À Martigues, plusieurs centaines de personnes se sont données rendez-vous sous un beau soleil d’automne, sur les lieux mêmes de l’hommage aux victimes de Charlie Hebdo et de l’hyper cacher. Sur le parvis de l’hôtel de ville figurent encore les noms des victimes de janvier 2015. Et ce dimanche qui aurait pu être radieux avait des airs de sinistre déjà vu.
Localement, quatre organisations syndicales de l’Éducation nationale avait appelé dans l’urgence à cette initiative : la FSU, la CGT Éduc’ Action, Sud Éducation et l’UNSA. « J’ ai envie de dire : on est le nombre, on est la lumière contre l’obscurantisme et dans ces conditions, ils ne pourront pas gagner », soulignait d’emblée Philippe Sénégas, responsable syndical à la FSU et lui même professeur d’histoire.

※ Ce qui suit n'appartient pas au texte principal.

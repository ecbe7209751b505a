use tinct_pixel::{Component, GrayAlpha, Pixel, Pixel8};

use crate::buffer::PixelBuffer;
use crate::error::ImageError;
use crate::format::{FileFormat, PixelFormat};

/// Image size in pixels
///
/// A struct to represent the size of an image in pixels.
///
/// # Examples
///
/// ```
/// use tinct_image::ImageSize;
///
/// let image_size = ImageSize {
///   width: 10,
///   height: 20,
/// };
///
/// assert_eq!(image_size.width, 10);
/// assert_eq!(image_size.height, 20);
/// ```
#[derive(Clone, Copy, Debug, Default, PartialEq, Eq)]
pub struct ImageSize {
    /// Width of the image in pixels
    pub width: usize,
    /// Height of the image in pixels
    pub height: usize,
}

impl ImageSize {
    /// The number of pixels.
    pub fn area(&self) -> usize {
        self.width * self.height
    }
}

impl std::fmt::Display for ImageSize {
    fn fmt(&self, f: &mut std::fmt::Formatter) -> std::fmt::Result {
        write!(
            f,
            "ImageSize {{ width: {}, height: {} }}",
            self.width, self.height
        )
    }
}

impl From<[usize; 2]> for ImageSize {
    fn from(size: [usize; 2]) -> Self {
        ImageSize {
            width: size[0],
            height: size[1],
        }
    }
}

/// An image owning its pixels in one of the [`PixelFormat`] representations.
///
/// An image is either empty, with zero size and no pixels, or allocated. Reading outside
/// the image yields fully transparent black and writing outside it does nothing, so every
/// operation is also valid on an empty image.
///
/// Cloning copies the pixels. [`Image::take`], [`Image::move_from`] and [`Image::swap`]
/// transfer them and leave the source empty or exchanged.
///
/// # Examples
///
/// ```
/// use tinct_image::{Image, ImageSize, PixelFormat};
/// use tinct_pixel::{Pixel16, Pixel8};
///
/// let mut image = Image::new(
///     ImageSize { width: 4, height: 3 },
///     Pixel8::new(10, 20, 30, 255),
///     PixelFormat::Rgba16,
/// );
/// image.set_pixel(1, 2, Pixel8::new(255, 0, 0, 128));
///
/// assert_eq!(image.pixel::<u16>(1, 2), Pixel16::new(65535, 0, 0, 32896));
/// assert_eq!(image.pixel::<u8>(4, 0), Pixel8::new(0, 0, 0, 0));
/// ```
#[derive(Clone, Debug, Default, PartialEq)]
pub struct Image {
    size: ImageSize,
    buffer: Option<PixelBuffer>,
    file_format: Option<FileFormat>,
}

impl Image {
    /// Creates an image filled with a pixel.
    ///
    /// # Arguments
    ///
    /// * `size` - The size of the image. A zero width or height gives an empty image.
    /// * `fill` - The initial value of every pixel.
    /// * `format` - The storage representation.
    pub fn new<T: Component>(size: ImageSize, fill: Pixel<T>, format: PixelFormat) -> Self {
        if size.area() == 0 {
            return Self::default();
        }
        Self {
            size,
            buffer: Some(PixelBuffer::new(format, size.area(), fill)),
            file_format: None,
        }
    }

    /// Creates an image filled with opaque black.
    pub fn with_format(size: ImageSize, format: PixelFormat) -> Self {
        Self::new(size, Pixel8::default(), format)
    }

    /// Creates an RGBA image from row-major pixel data.
    ///
    /// The storage format is the RGBA format of the pixel precision.
    ///
    /// # Errors
    ///
    /// If the length of the pixel data does not match the image size, an error is returned.
    pub fn from_pixels<T: Component>(
        size: ImageSize,
        pixels: Vec<Pixel<T>>,
    ) -> Result<Self, ImageError> {
        if pixels.len() != size.area() {
            return Err(ImageError::InvalidDataLength(pixels.len(), size.area()));
        }
        if pixels.is_empty() {
            return Ok(Self::default());
        }
        Ok(Self {
            size,
            buffer: Some(PixelBuffer::from_pixels(pixels)),
            file_format: None,
        })
    }

    /// Replaces the contents with a new image filled with a pixel.
    ///
    /// The recorded file format is cleared.
    pub fn new_image<T: Component>(
        &mut self,
        size: ImageSize,
        fill: Pixel<T>,
        format: PixelFormat,
    ) {
        *self = Self::new(size, fill, format);
    }

    /// The size of the image.
    pub fn size(&self) -> ImageSize {
        self.size
    }

    /// The width of the image in pixels.
    pub fn width(&self) -> usize {
        self.size.width
    }

    /// The height of the image in pixels.
    pub fn height(&self) -> usize {
        self.size.height
    }

    /// Whether the image holds no pixels.
    pub fn is_empty(&self) -> bool {
        self.buffer.is_none()
    }

    /// The storage representation, [`PixelFormat::Rgba8`] for an empty image.
    pub fn pixel_format(&self) -> PixelFormat {
        self.buffer
            .as_ref()
            .map_or_else(PixelFormat::default, PixelBuffer::format)
    }

    /// Whether the image stores gray and alpha only.
    pub fn is_grayscale_pixel_format(&self) -> bool {
        self.pixel_format().is_grayscale()
    }

    /// The format of the container file the image was read from, if any.
    pub fn original_file_format(&self) -> Option<FileFormat> {
        self.file_format
    }

    /// Records the format of the container file the image came from.
    pub fn set_original_file_format(&mut self, file_format: Option<FileFormat>) {
        self.file_format = file_format;
    }

    /// The pixel storage, `None` for an empty image.
    pub fn buffer(&self) -> Option<&PixelBuffer> {
        self.buffer.as_ref()
    }

    /// The mutable pixel storage, `None` for an empty image.
    pub fn buffer_mut(&mut self) -> Option<&mut PixelBuffer> {
        self.buffer.as_mut()
    }

    pub(crate) fn index(&self, x: i64, y: i64) -> Option<usize> {
        let (width, height) = (self.size.width as i64, self.size.height as i64);
        if x < 0 || y < 0 || x >= width || y >= height {
            return None;
        }
        Some(y as usize * self.size.width + x as usize)
    }

    /// The pixel at `(x, y)` in the requested precision.
    ///
    /// Coordinates outside the image give fully transparent black.
    pub fn pixel<T: Component>(&self, x: i64, y: i64) -> Pixel<T> {
        match (self.buffer.as_ref(), self.index(x, y)) {
            (Some(buffer), Some(index)) => buffer.get(index),
            _ => Pixel::transparent(),
        }
    }

    /// The pixel at a row-major `index` in the requested precision.
    pub fn pixel_at<T: Component>(&self, index: usize) -> Pixel<T> {
        self.buffer
            .as_ref()
            .map_or_else(Pixel::transparent, |buffer| buffer.get(index))
    }

    /// The pixel at `(x, y)` as gray and alpha in the requested precision.
    pub fn gray<T: Component>(&self, x: i64, y: i64) -> GrayAlpha<T> {
        match (self.buffer.as_ref(), self.index(x, y)) {
            (Some(buffer), Some(index)) => buffer.get_gray(index),
            _ => GrayAlpha::new(T::zero(), T::zero()),
        }
    }

    /// Stores a pixel of any precision at `(x, y)`.
    pub fn set_pixel<T: Component>(&mut self, x: i64, y: i64, pixel: Pixel<T>) {
        if let (Some(index), Some(buffer)) = (self.index(x, y), self.buffer.as_mut()) {
            buffer.set(index, pixel);
        }
    }

    /// Stores a pixel of any precision at a row-major `index`.
    pub fn set_pixel_at<T: Component>(&mut self, index: usize, pixel: Pixel<T>) {
        if let Some(buffer) = self.buffer.as_mut() {
            buffer.set(index, pixel);
        }
    }

    /// Stores a gray and alpha value at `(x, y)`.
    pub fn set_gray<T: Component>(&mut self, x: i64, y: i64, gray: GrayAlpha<T>) {
        if let (Some(index), Some(buffer)) = (self.index(x, y), self.buffer.as_mut()) {
            buffer.set_gray(index, gray);
        }
    }

    /// Blends a pixel over the pixel at `(x, y)`.
    pub fn draw_pixel<T: Component>(&mut self, x: i64, y: i64, pixel: Pixel<T>) {
        if let (Some(index), Some(buffer)) = (self.index(x, y), self.buffer.as_mut()) {
            buffer.blend_run(index, 1, 1, pixel);
        }
    }

    /// Sets every pixel to `pixel`.
    pub fn fill<T: Component>(&mut self, pixel: Pixel<T>) {
        if let Some(buffer) = self.buffer.as_mut() {
            buffer.fill(pixel);
        }
    }

    /// Whether every pixel has full opacity. True for an empty image.
    pub fn all_pixels_opaque(&self) -> bool {
        self.buffer
            .as_ref()
            .map_or(true, PixelBuffer::all_pixels_opaque)
    }

    /// Converts the pixels to another storage representation in place.
    ///
    /// The recorded file format is kept.
    pub fn convert_to_pixel_format(&mut self, format: PixelFormat) {
        let Some(buffer) = self.buffer.as_ref() else {
            return;
        };
        if buffer.format() == format {
            return;
        }
        log::debug!("converting {} image from {} to {}", self.size, buffer.format(), format);
        self.buffer = Some(buffer.converted(format));
    }

    /// A copy of the image in another storage representation.
    pub fn converted(&self, format: PixelFormat) -> Image {
        Self {
            size: self.size,
            buffer: self.buffer.as_ref().map(|buffer| buffer.converted(format)),
            file_format: self.file_format,
        }
    }

    /// Moves the contents out, leaving this image empty.
    pub fn take(&mut self) -> Image {
        std::mem::take(self)
    }

    /// Moves the contents of `other` into this image, leaving `other` empty.
    pub fn move_from(&mut self, other: &mut Image) {
        *self = other.take();
    }

    /// Exchanges the contents of two images.
    pub fn swap(&mut self, other: &mut Image) {
        std::mem::swap(self, other);
    }
}
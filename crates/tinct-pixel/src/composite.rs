use crate::component::Component;
use crate::pixel::Pixel;

/// How [`Pixel::interpolated_with`] treats the alpha channel.
#[derive(Clone, Copy, Debug, Default, PartialEq, Eq)]
pub enum InterpolationMode {
    /// Color channels are weighted by their alpha before interpolating.
    #[default]
    AlphaAware,
    /// All four channels are interpolated independently.
    Raw,
}

impl<T: Component> Pixel<T> {
    /// Composites `src` over this pixel with the Porter-Duff "over" operator.
    ///
    /// # Arguments
    ///
    /// * `src` - The pixel drawn on top of `self`.
    ///
    /// # Returns
    ///
    /// The composited pixel. Its color is zero when the resulting alpha is zero.
    ///
    /// # Examples
    ///
    /// ```
    /// use tinct_pixel::Pixel8;
    ///
    /// let dest = Pixel8::new(0, 0, 0, 128);
    /// let src = Pixel8::new(255, 255, 255, 128);
    /// assert_eq!(dest.blended(src), Pixel8::new(170, 170, 170, 192));
    /// ```
    pub fn blended(self, src: Self) -> Self {
        let a = T::blend_alpha(self.a, src.a);
        Self::new(
            T::blend(self.r, self.a, src.r, src.a, a),
            T::blend(self.g, self.a, src.g, src.a, a),
            T::blend(self.b, self.a, src.b, src.a, a),
            a,
        )
    }

    /// Composites `src` over this pixel in place.
    pub fn blend(&mut self, src: Self) {
        *self = self.blended(src);
    }

    /// The alpha-weighted average of this pixel and `others`.
    ///
    /// Each color channel is weighted by its pixel's alpha and the resulting alpha is the
    /// plain mean of all alphas. If every alpha is zero the result is fully transparent black.
    pub fn averaged(self, others: &[Self]) -> Self {
        let samples = std::iter::once(self)
            .chain(others.iter().copied())
            .map(Self::to_array);
        Self::from_array(T::weighted_mean(samples))
    }

    /// Replaces this pixel with the average of itself and `others`.
    pub fn average(&mut self, others: &[Self]) {
        *self = self.averaged(others);
    }

    /// Alpha-aware interpolation towards `other`.
    ///
    /// `factor` is expressed in component units: `0` yields `self`, `T::MAX` yields `other`.
    pub fn interpolated(self, other: Self, factor: T) -> Self {
        self.interpolated_with(other, factor, InterpolationMode::AlphaAware)
    }

    /// Interpolation towards `other` treating all four channels independently.
    pub fn raw_interpolated(self, other: Self, factor: T) -> Self {
        self.interpolated_with(other, factor, InterpolationMode::Raw)
    }

    /// Interpolation towards `other` with an explicit [`InterpolationMode`].
    ///
    /// In alpha-aware mode the color channels are premultiplied by their alpha, interpolated
    /// and divided back by the interpolated alpha. When both alphas are equal the two modes
    /// give the same result.
    pub fn interpolated_with(self, other: Self, factor: T, mode: InterpolationMode) -> Self {
        if mode == InterpolationMode::Raw || self.a == other.a {
            return Self::new(
                T::lerp(self.r, other.r, factor),
                T::lerp(self.g, other.g, factor),
                T::lerp(self.b, other.b, factor),
                T::lerp(self.a, other.a, factor),
            );
        }
        let channel =
            |first: T, second: T| T::lerp_weighted(first, self.a, second, other.a, factor);
        Self::new(
            channel(self.r, other.r),
            channel(self.g, other.g),
            channel(self.b, other.b),
            T::lerp(self.a, other.a, factor),
        )
    }

    /// Alpha-aware interpolation towards `other`, in place.
    pub fn interpolate(&mut self, other: Self, factor: T) {
        *self = self.interpolated(other, factor);
    }

    /// Raw interpolation towards `other`, in place.
    pub fn raw_interpolate(&mut self, other: Self, factor: T) {
        *self = self.raw_interpolated(other, factor);
    }

    /// The pixel with its color channels multiplied by alpha.
    pub fn premultiplied_alpha(self) -> Self {
        let a = self.a;
        self.map_color(|c| T::premultiply(c, a))
    }

    /// Multiplies the color channels by alpha in place.
    pub fn premultiply_alpha(&mut self) {
        *self = self.premultiplied_alpha();
    }
}

/// The alpha-weighted average of a set of pixels.
///
/// Returns fully transparent black for an empty slice.
pub fn average_of<T: Component>(pixels: &[Pixel<T>]) -> Pixel<T> {
    Pixel::from_array(T::weighted_mean(pixels.iter().map(|p| p.to_array())))
}
/// An error type for the io module.
#[derive(thiserror::Error, Debug)]
pub enum IoError {
    /// Error to open, read or write a file or stream.
    #[error("Failed to manipulate the file. {0}")]
    FileError(#[from] std::io::Error),

    /// The data does not start with the PNG signature.
    #[error("The data is not a png image")]
    NotPng,

    /// Error to decode the PNG image.
    #[error("Failed to decode the png image. {0}")]
    PngDecodeError(String),

    /// Error to encode the PNG image.
    #[error("Failed to encode the png image. {0}")]
    PngEncodeError(String),

    /// Error to create the image.
    #[error("Failed to create image. {0}")]
    ImageCreationError(#[from] tinct_image::ImageError),
}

Des mots pour se réconforter, se donner du cœur à l’ouvrage et réaffirmer ce que d’autres enseignants, sur d’autres places de France, définissaient comme la raison d’être de leur métier : cultiver l’esprit critique, à distance de tous les fanatismes, de toutes les certitudes à têtes de mort. Pour Philippe Sénégas, cet enseignement d’Éducation civique et morale est justement « destiné à échanger et à débattre [et] l’assassinat abject de cet enseignant porte atteinte à des principes fondamentaux de la République comme la liberté d’expression, la liberté de conscience, la laïcité ».
Chacun sent bien à quelles extrémités, par le verbe ou l’action, certains pourraient se livrer après cet assassinat commis par un réfugié russe d’origine tchetchène. « La FSU demande que chacun s’abstienne de toute instrumentalisation politique, elle refusera toute stigmatisation des musulmans, rappelait-il, elle s’opposera partout aux obscurantismes religieux et politiques et aux fascismes rampants, qu’ils soient bruns ou verts. »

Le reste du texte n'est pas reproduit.